Between 2016 and 2019 Jenni was part of a team of vocal coaches, and artistic lead, on the Guildhall School of Music's Finding a Voice: The art and science of unlocking the potential of adult non-singers’ research group, directed by Dr. Karen Wise. She worked with around 20 non- singers in group music and creativity sessions and composed a song which was performed at the final event by the participants.

Jenni is on the Classical Committee at the Ivors Academy for Music Creators and has been a judge for the Ivors Composer Awards on multiple occasions. She is is an Associate of the Institute of Composing.

Jenni has also written orchestral, choral and chamber work, many songs in contemporary classical/extended vocal technique. She has also written in pop and folk idioms. In 2013 she won an Independent Music Award as the vox populi winner in the instrumental song category for the first movement of her piano duo Between the Octaves, Initiation.

She trained as a Voice Movement Therapist in 1992-1993 and was the first student to complete the training run by Paul Newham.

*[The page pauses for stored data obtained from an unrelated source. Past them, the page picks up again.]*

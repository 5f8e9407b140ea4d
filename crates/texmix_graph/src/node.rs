// SPDX-License-Identifier: MIT OR Apache-2.0
//! Node definitions for shading graphs.

use crate::socket::{Direction, Socket, SocketId};
use serde::{Deserialize, Serialize};
use std::fmt;
use uuid::Uuid;

/// Unique identifier for a node
#[derive(Debug, Clone, Copy, PartialEq, Eq, Hash, Serialize, Deserialize)]
pub struct NodeId(pub Uuid);

impl NodeId {
    /// Create a new random node ID
    pub fn new() -> Self {
        Self(Uuid::new_v4())
    }
}

impl Default for NodeId {
    fn default() -> Self {
        Self::new()
    }
}

/// Role a node plays in a shading graph
#[derive(Debug, Clone, PartialEq, Eq, Hash, Serialize, Deserialize)]
pub enum NodeKind {
    /// Physically based surface shader
    PrincipledShader,
    /// Image/texture lookup
    ImageSource,
    /// Weighted combination of two shading inputs
    Blend,
    /// Delivery point of the final result
    OutputSink,
    /// Anything else, tagged with its type id
    Generic(String),
}

impl fmt::Display for NodeKind {
    fn fmt(&self, f: &mut fmt::Formatter<'_>) -> fmt::Result {
        match self {
            Self::PrincipledShader => f.write_str("principled-shader"),
            Self::ImageSource => f.write_str("image-source"),
            Self::Blend => f.write_str("blend"),
            Self::OutputSink => f.write_str("output-sink"),
            Self::Generic(id) => write!(f, "generic({id})"),
        }
    }
}

/// Node type definition
#[derive(Debug, Clone, Serialize, Deserialize)]
pub struct NodeType {
    /// Unique type identifier
    pub id: String,
    /// Display name
    pub name: String,
    /// Role of nodes created from this type
    pub kind: NodeKind,
    /// Description
    pub description: String,
    /// Default input sockets
    pub inputs: Vec<Socket>,
    /// Default output sockets
    pub outputs: Vec<Socket>,
}

/// A node instance in a graph
#[derive(Debug, Clone, Serialize, Deserialize)]
pub struct Node {
    /// Unique instance ID
    pub id: NodeId,
    /// Role tag
    pub kind: NodeKind,
    /// Display name
    pub name: String,
    /// Placement hint
    pub position: [f32; 2],
    inputs: Vec<Socket>,
    outputs: Vec<Socket>,
}

impl Node {
    /// Create a node of `kind`; sockets are sorted into inputs and outputs by direction.
    pub fn new(
        kind: NodeKind,
        name: impl Into<String>,
        sockets: impl IntoIterator<Item = Socket>,
    ) -> Self {
        let mut node = Self {
            id: NodeId::new(),
            kind,
            name: name.into(),
            position: [0.0, 0.0],
            inputs: Vec::new(),
            outputs: Vec::new(),
        };
        for socket in sockets {
            node.push_socket(socket);
        }
        node
    }

    /// Instantiate a type definition. Every socket gets a fresh ID.
    pub fn from_type(node_type: &NodeType) -> Self {
        Self::new(
            node_type.kind.clone(),
            node_type.name.clone(),
            node_type
                .inputs
                .iter()
                .chain(node_type.outputs.iter())
                .map(Socket::duplicate),
        )
    }

    /// Set the position
    pub fn with_position(mut self, x: f32, y: f32) -> Self {
        self.position = [x, y];
        self
    }

    /// Add a socket, replacing any socket with the same name and direction
    pub fn push_socket(&mut self, socket: Socket) {
        let list = match socket.direction {
            Direction::Input => &mut self.inputs,
            Direction::Output => &mut self.outputs,
        };
        match list.iter_mut().find(|s| s.name == socket.name) {
            Some(existing) => *existing = socket,
            None => list.push(socket),
        }
    }

    /// Input sockets in declaration order
    pub fn inputs(&self) -> &[Socket] {
        &self.inputs
    }

    /// Output sockets in declaration order
    pub fn outputs(&self) -> &[Socket] {
        &self.outputs
    }

    /// Sockets of one direction
    pub fn sockets(&self, direction: Direction) -> &[Socket] {
        match direction {
            Direction::Input => &self.inputs,
            Direction::Output => &self.outputs,
        }
    }

    /// Get a socket by ID
    pub fn socket(&self, socket_id: SocketId) -> Option<&Socket> {
        self.inputs
            .iter()
            .chain(self.outputs.iter())
            .find(|s| s.id == socket_id)
    }

    /// Get a mutable socket by ID
    pub fn socket_mut(&mut self, socket_id: SocketId) -> Option<&mut Socket> {
        self.inputs
            .iter_mut()
            .chain(self.outputs.iter_mut())
            .find(|s| s.id == socket_id)
    }

    /// Get a socket by exact name
    pub fn socket_named(&self, name: &str, direction: Direction) -> Option<&Socket> {
        self.sockets(direction).iter().find(|s| s.name == name)
    }
}

/// Registry of available node types
pub struct NodeRegistry {
    types: indexmap::IndexMap<String, NodeType>,
}

impl NodeRegistry {
    /// Create a new empty registry
    pub fn new() -> Self {
        Self {
            types: indexmap::IndexMap::new(),
        }
    }

    /// Register a node type
    pub fn register(&mut self, node_type: NodeType) {
        self.types.insert(node_type.id.clone(), node_type);
    }

    /// Get a node type by ID
    pub fn get(&self, id: &str) -> Option<&NodeType> {
        self.types.get(id)
    }

    /// Get all registered types
    pub fn types(&self) -> impl Iterator<Item = &NodeType> {
        self.types.values()
    }

    /// Get types of a given kind
    pub fn types_of_kind<'a>(&'a self, kind: &'a NodeKind) -> impl Iterator<Item = &'a NodeType> {
        self.types.values().filter(move |t| t.kind == *kind)
    }

    /// Create a node from a type ID
    pub fn create_node(&self, type_id: &str) -> Option<Node> {
        self.get(type_id).map(Node::from_type)
    }
}

impl Default for NodeRegistry {
    fn default() -> Self {
        Self::new()
    }
}
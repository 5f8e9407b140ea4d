// SPDX-License-Identifier: MIT OR Apache-2.0
//! Name-based socket lookup.
//!
//! Names match exactly and case-sensitively. A miss is an error rather
//! than a nearest-name guess, since similarly named sockets on different
//! node kinds rarely carry the same meaning.

use crate::graph::{Graph, LinkError};
use crate::link::LinkId;
use crate::node::{NodeId, NodeKind};
use crate::socket::{Direction, SocketRef};

/// Error while resolving a socket by name
#[derive(Debug, Clone, PartialEq, thiserror::Error)]
pub enum ResolveError {
    /// No node of the requested kind
    #[error("No {0} node found")]
    NodeNotFound(NodeKind),

    /// Node exists but carries no socket with that name
    #[error("No socket named '{0}'")]
    SocketNotFound(String),

    /// Node ID is not part of the graph
    #[error("Node not found: {0:?}")]
    UnknownNode(NodeId),
}

/// First node of `kind` in graph order, then its socket called `name`
pub fn find_socket(
    graph: &Graph,
    kind: &NodeKind,
    name: &str,
    direction: Direction,
) -> Result<SocketRef, ResolveError> {
    find_socket_among(graph, graph.node_ids(), kind, name, direction)
}

/// Like [`find_socket`], but only nodes in `candidates` are considered, in the order given
pub fn find_socket_among(
    graph: &Graph,
    candidates: impl IntoIterator<Item = NodeId>,
    kind: &NodeKind,
    name: &str,
    direction: Direction,
) -> Result<SocketRef, ResolveError> {
    let mut matches = candidates
        .into_iter()
        .filter_map(|id| graph.node(id))
        .filter(|node| node.kind == *kind);

    let node = matches
        .next()
        .ok_or_else(|| ResolveError::NodeNotFound(kind.clone()))?;

    let extra = matches.count();
    if extra > 0 {
        tracing::debug!(
            "{} further {} node(s) besides '{}'; using the first",
            extra,
            kind,
            node.name
        );
    }

    find_socket_on(graph, node.id, name, direction)
}

/// Socket called `name` on a known node
pub fn find_socket_on(
    graph: &Graph,
    node_id: NodeId,
    name: &str,
    direction: Direction,
) -> Result<SocketRef, ResolveError> {
    let node = graph.node(node_id).ok_or(ResolveError::UnknownNode(node_id))?;
    node.socket_named(name, direction)
        .map(|socket| SocketRef::new(node.id, socket.id))
        .ok_or_else(|| ResolveError::SocketNotFound(name.to_string()))
}

/// Error while linking two sockets addressed by name
#[derive(Debug, Clone, PartialEq, thiserror::Error)]
pub enum WireError {
    /// An endpoint could not be resolved
    #[error(transparent)]
    Resolve(#[from] ResolveError),

    /// The graph refused the link
    #[error(transparent)]
    Link(#[from] LinkError),
}

/// Link output `output` of `from` to input `input` of `to`
pub fn connect_named(
    graph: &mut Graph,
    from: NodeId,
    output: &str,
    to: NodeId,
    input: &str,
) -> Result<LinkId, WireError> {
    let source = find_socket_on(graph, from, output, Direction::Output)?;
    let target = find_socket_on(graph, to, input, Direction::Input)?;
    Ok(graph.add_link(source, target)?)
}
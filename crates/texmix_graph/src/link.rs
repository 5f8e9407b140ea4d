// SPDX-License-Identifier: MIT OR Apache-2.0
//! Link (edge) definitions for the graph.

use crate::node::NodeId;
use crate::socket::SocketRef;
use serde::{Deserialize, Serialize};
use uuid::Uuid;

/// Unique identifier for a link
#[derive(Debug, Clone, Copy, PartialEq, Eq, Hash, Serialize, Deserialize)]
pub struct LinkId(pub Uuid);

impl LinkId {
    /// Create a new random link ID
    pub fn new() -> Self {
        Self(Uuid::new_v4())
    }
}

impl Default for LinkId {
    fn default() -> Self {
        Self::new()
    }
}

/// A directed link from an output socket to an input socket
#[derive(Debug, Clone, Serialize, Deserialize)]
pub struct Link {
    /// Unique link ID
    pub id: LinkId,
    /// Source (output) socket
    pub from: SocketRef,
    /// Target (input) socket
    pub to: SocketRef,
}

impl Link {
    /// Create a new link
    pub fn new(from: SocketRef, to: SocketRef) -> Self {
        Self {
            id: LinkId::new(),
            from,
            to,
        }
    }

    /// Check if this link involves a specific node
    pub fn involves_node(&self, node_id: NodeId) -> bool {
        self.from.node == node_id || self.to.node == node_id
    }

    /// Whether both links join the same pair of sockets
    pub fn same_endpoints(&self, other: &Link) -> bool {
        self.from == other.from && self.to == other.to
    }
}
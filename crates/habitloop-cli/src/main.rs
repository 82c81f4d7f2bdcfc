use clap::{Parser, Subcommand};
use habitloop_core::Config;

mod commands;
mod logging;

#[derive(Parser)]
#[command(name = "habitloop", version, about = "Habitloop CLI")]
struct Cli {
    #[command(subcommand)]
    command: Commands,
}

#[derive(Subcommand)]
enum Commands {
    /// Habit management and completions
    Habit {
        #[command(subcommand)]
        action: commands::habit::HabitAction,
    },
    /// Habits due on a day
    Today(commands::today::TodayArgs),
    /// Habit statistics
    Stats {
        #[command(subcommand)]
        action: commands::stats::StatsAction,
    },
    /// Configuration management
    Config {
        #[command(subcommand)]
        action: commands::config::ConfigAction,
    },
}

fn main() {
    let cli = Cli::parse();
    let config = Config::load_or_default();
    logging::init(&config.logging);

    let result = match cli.command {
        Commands::Habit { action } => commands::habit::run(action, &config),
        Commands::Today(args) => commands::today::run(args, &config),
        Commands::Stats { action } => commands::stats::run(action, &config),
        Commands::Config { action } => commands::config::run(action),
    };

    if let Err(e) = result {
        tracing::debug!(error = %e, "command failed");
        eprintln!("error: {e}");
        std::process::exit(1);
    }
}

She saw clients as a therapist from 1993 - 2009.

In 2012 she founded Vocal Tai Chi expanding her facilitation work to include performances at the microphone and instrumental accompaniment for the singers.

She ran a salon des artes for eight years (ending 2009) from her home, The Loft, in North London, where she hosted over 100 concerts, championing many musicians; classical, folk, jazz, Indian, African, Middle Eastern, Chinese, contemporary classical, electronic, post modern, free improvisation, ambient, new age, gypsy and more.  She created a unique space for artists and audiences to gather together.

2014 saw Jenni complete two new scored works; one a trio for flute, oboe and piano for Trittico, performed at the 1901 Arts Club and another for double ensemble - Ignite/Shiva Nova, working across new classical, jazz and world music, premiered at Kings Place. 2015 also included a premiere of Roditi's piece Fall Leaves Fall for the Genesis 16 choir, at the Cheltenham Festival.

 

"The work of Jenni Roditi is truly remarkable. All music speaks to the unconscious. But rarely do we find that conduit from the unconscious back into musical form. Jenni Roditi, employing a sophisticated use of improvisation, a deep understanding of how listening becomes musical expression and her own innate musicality, makes vocal work that is at once utterly original and completely timeless. It speaks of what is most ancient in all of us, and, simultaneously, what is most urgent, present and new. It is, quite simply, extra-ordinary. And very, very beautiful."
Simon McBurney, Complicité founder, director, performer. March 2018.